Il s'est dit et écrit beaucoup de choses ces derniers temps à propos du rôle de l'Autorité des marchés financiers dans l'affaire Norbourg. On a notamment laissé entendre que dès 2002, l'Autorité avait les éléments en main pour freiner les activités frauduleuses de Vincent Lacroix. Rien n'est plus faux. Permettez-moi à mon tour de commenter ces graves allégations qui portent ombrage à la crédibilité de l'organisation que je dirige.

Dans l'affaire Norbourg, l'Autorité a mené son travail de façon diligente et rigoureuse. Et qu'une chose soit ici clairement établie: l'Autorité a agi dès que des renseignements suffisants lui ont permis de le faire. Toute prétention ou allégation voulant que l'Autorité avait, dès 2002, les éléments de preuve lui permettant de mettre à jour les activités frauduleuses de Norbourg sont fausses et ne visent qu'à discréditer l'Autorité ou à trouver un coupable utile.

 

Avec le recul, il est facile de prétendre que les soupçons que l'Autorité entretenait effectivement sur Norbourg auraient dû suffire pour lui permettre de bouger. Mais des soupçons ne valent rien devant la Cour et c'est pourquoi le travail visait à bâtir des preuves solides.

C'est lorsque Éric Asselin décide de se mettre à table à l'été 2005, après que l'étau se fut resserré autour de lui, que toutes les pièces du puzzle peuvent enfin être mises en place. Dès lors, l'Autorité a multiplié les ordonnances de blocage et d'interdiction et des perquisitions ont été effectuées conjointement avec la police. Une démarche qui aura permis d'empêcher Vincent Lacroix de s'approprier les quelque 75 millions de dollars restants dans les fonds et de causer davantage de dégâts.

En concentrant habilement le tir vers l'Autorité, cela permet malheureusement d'oublier qui sont les vrais responsables du scandale Norbourg. Ce sont ceux que nous appelons les «sentinelles» du secteur financier: les vérificateurs comptables, les fiduciaires et les gardiens des valeurs qui représentent le premier rempart des investisseurs contre les fraudeurs. Dans Norbourg, la vérité est que ces «sentinelles» ont lamentablement échoué à l'égard de leurs responsabilités de protéger l'argent des investisseurs. Car malgré les soupçons que l'Autorité pouvait entretenir sur Norbourg, jamais n'avons-nous cru un seul instant que l'argent des investisseurs était à risque. Pourquoi? Parce que ceux qui étaient chargés de veiller sur ces questions nous disaient que tout était conforme, qu'il n'y avait aucun problème. Bref, que l'argent était sous bonne garde et protégé. Que s'est-il passé chez les KPMG, Northern Trust, Concentra et Deschambault pour qu'une telle situation puisse se produire? Comment se fait-il qu'aucun drapeau rouge n'ait jamais été levé de leur côté? Ces sentinelles avaient la responsabilité de voir et d'alerter face à ce qui se passait.

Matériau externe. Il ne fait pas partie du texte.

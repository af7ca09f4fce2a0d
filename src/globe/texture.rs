use anyhow::{bail, Context, Result};
use crossbeam_channel::{unbounded, Receiver, Sender};
use geojson::{GeoJson, Geometry, Value};
use glam::DVec3;
use std::fs;
use std::path::{Path, PathBuf};

use super::geometry::latlon_to_local;

/// Globe surface linework, already lifted onto the unit sphere.
#[derive(Clone, Debug)]
pub struct Texture {
    pub lines: Vec<Vec<DVec3>>,
}

impl Texture {
    fn from_lonlat(lines: Vec<Vec<(f64, f64)>>) -> Self {
        let lines = lines
            .into_iter()
            .filter(|l| l.len() >= 2)
            .map(|l| l.into_iter().map(|(lon, lat)| latlon_to_local(lat, lon, 1.0)).collect())
            .collect();
        Self { lines }
    }

    /// Coarse continent outlines used when no texture file can be loaded
    pub fn fallback() -> Self {
        Self::from_lonlat(simple_world())
    }

    pub fn vertex_count(&self) -> usize {
        self.lines.iter().map(Vec::len).sum()
    }
}

/// Load coastline GeoJSON as a globe texture
pub fn load_texture(path: &Path) -> Result<Texture> {
    let content = fs::read_to_string(path).with_context(|| format!("reading {}", path.display()))?;
    let geojson: GeoJson = content
        .parse()
        .with_context(|| format!("parsing {}", path.display()))?;

    let mut lines = Vec::new();
    process_geojson_lines(&geojson, |line| lines.push(line));
    if lines.is_empty() {
        bail!("{} contains no line features", path.display());
    }
    Ok(Texture::from_lonlat(lines))
}

/// Walk every feature and hand each line (or polygon exterior) to `add_line`
fn process_geojson_lines<F>(geojson: &GeoJson, mut add_line: F)
where
    F: FnMut(Vec<(f64, f64)>),
{
    match geojson {
        GeoJson::FeatureCollection(fc) => {
            for geometry in fc.features.iter().filter_map(|f| f.geometry.as_ref()) {
                process_geometry_lines(geometry, &mut add_line);
            }
        }
        GeoJson::Feature(f) => {
            if let Some(ref geometry) = f.geometry {
                process_geometry_lines(geometry, &mut add_line);
            }
        }
        GeoJson::Geometry(geometry) => process_geometry_lines(geometry, &mut add_line),
    }
}

fn process_geometry_lines<F>(geometry: &Geometry, add_line: &mut F)
where
    F: FnMut(Vec<(f64, f64)>),
{
    let to_line = |coords: &Vec<Vec<f64>>| -> Vec<(f64, f64)> {
        coords.iter().filter(|c| c.len() >= 2).map(|c| (c[0], c[1])).collect()
    };

    match &geometry.value {
        Value::LineString(coords) => add_line(to_line(coords)),
        Value::MultiLineString(lines) => lines.iter().for_each(|l| add_line(to_line(l))),
        Value::Polygon(rings) => {
            if let Some(exterior) = rings.first() {
                add_line(to_line(exterior));
            }
        }
        Value::MultiPolygon(polygons) => {
            for exterior in polygons.iter().filter_map(|rings| rings.first()) {
                add_line(to_line(exterior));
            }
        }
        Value::GeometryCollection(geometries) => {
            for g in geometries {
                process_geometry_lines(g, add_line);
            }
        }
        _ => {}
    }
}

/// A texture load asked for by the widget
#[derive(Clone, Debug, PartialEq)]
pub struct TextureRequest {
    pub generation: u64,
    pub dark_mode: bool,
    pub path: PathBuf,
}

/// A finished texture load, successful or not
#[derive(Debug)]
pub struct TextureLoad {
    pub generation: u64,
    pub result: Result<Texture>,
}

/// Fire-and-forget texture loading on the rayon pool. Results are collected
/// on the UI thread with `poll`.
pub struct TextureLoader {
    tx: Sender<TextureLoad>,
    rx: Receiver<TextureLoad>,
}

impl TextureLoader {
    pub fn new() -> Self {
        let (tx, rx) = unbounded();
        Self { tx, rx }
    }

    pub fn request(&self, req: TextureRequest) {
        let tx = self.tx.clone();
        rayon::spawn(move || {
            let result = load_texture(&req.path);
            // Receiver gone means the shell shut down
            let _ = tx.send(TextureLoad {
                generation: req.generation,
                result,
            });
        });
    }

    /// Next finished load, if any. Never blocks.
    pub fn poll(&self) -> Option<TextureLoad> {
        self.rx.try_recv().ok()
    }
}

impl Default for TextureLoader {
    fn default() -> Self {
        Self::new()
    }
}

/// Rough continent outlines as (lon, lat) rings
fn simple_world() -> Vec<Vec<(f64, f64)>> {
    vec![
        // North America
        vec![
            (-168.0, 65.0), (-141.0, 60.0), (-125.0, 48.0), (-117.0, 32.0),
            (-97.0, 25.0), (-82.0, 24.0), (-81.0, 31.0), (-70.0, 41.0),
            (-55.0, 47.0), (-64.0, 60.0), (-80.0, 63.0), (-110.0, 68.0),
            (-145.0, 70.0), (-168.0, 65.0),
        ],
        // South America
        vec![
            (-80.0, 10.0), (-60.0, 5.0), (-35.0, -5.0), (-40.0, -22.0),
            (-55.0, -34.0), (-68.0, -50.0), (-75.0, -52.0), (-72.0, -30.0),
            (-80.0, -5.0), (-80.0, 10.0),
        ],
        // Europe
        vec![
            (-10.0, 36.0), (5.0, 43.0), (20.0, 40.0), (30.0, 40.0),
            (40.0, 43.0), (40.0, 55.0), (25.0, 65.0), (10.0, 71.0),
            (5.0, 58.0), (-10.0, 52.0), (-10.0, 36.0),
        ],
        // Africa
        vec![
            (-17.0, 15.0), (-10.0, 5.0), (10.0, 5.0), (20.0, -5.0),
            (35.0, -20.0), (20.0, -35.0), (10.0, -15.0), (10.0, 0.0),
            (-17.0, 15.0), (-15.0, 28.0), (10.0, 37.0), (35.0, 30.0),
            (42.0, 12.0), (50.0, 12.0), (35.0, -5.0), (35.0, -20.0),
        ],
        // Asia
        vec![
            (40.0, 43.0), (55.0, 37.0), (70.0, 20.0), (80.0, 8.0),
            (92.0, 22.0), (105.0, 10.0), (120.0, 22.0), (130.0, 35.0),
            (140.0, 40.0), (145.0, 50.0), (135.0, 55.0), (120.0, 40.0),
            (90.0, 50.0), (60.0, 55.0), (40.0, 43.0),
        ],
        // Australia
        vec![
            (115.0, -20.0), (130.0, -12.0), (145.0, -15.0), (153.0, -30.0),
            (145.0, -38.0), (130.0, -32.0), (115.0, -35.0), (115.0, -20.0),
        ],
    ]
}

Avec le procès au criminel des ex-adjoints de Vincent Lacroix qui vient de commencer, la tentation sera grande de jeter régulièrement la balle dans l'accommodante cour de l'Autorité des marchés financiers, en oubliant l'importance du rôle joué par les autres acteurs impliqués dans cette affaire. Notre dossier est prêt et sera défendu devant les instances appropriées.

L'Autorité des marchés financiers n'a pas la prétention d'être parfaite, mais ne peut rester silencieuse lorsqu'elle est attaquée pour des motifs qui ne relèvent pas de sa responsabilité. Ne perdons jamais de vue également les 9200 investisseurs qui ont été floués dans l'affaire Norbourg et qui représentent les vraies victimes de Vincent Lacroix. Le désarroi et la colère de ces victimes sont légitimes.

Pour ma part, je peux vous assurer que l'Autorité des marchés financiers entend continuer à assumer pleinement son rôle afin de protéger les investisseurs et leur donner confiance dans les marchés financiers.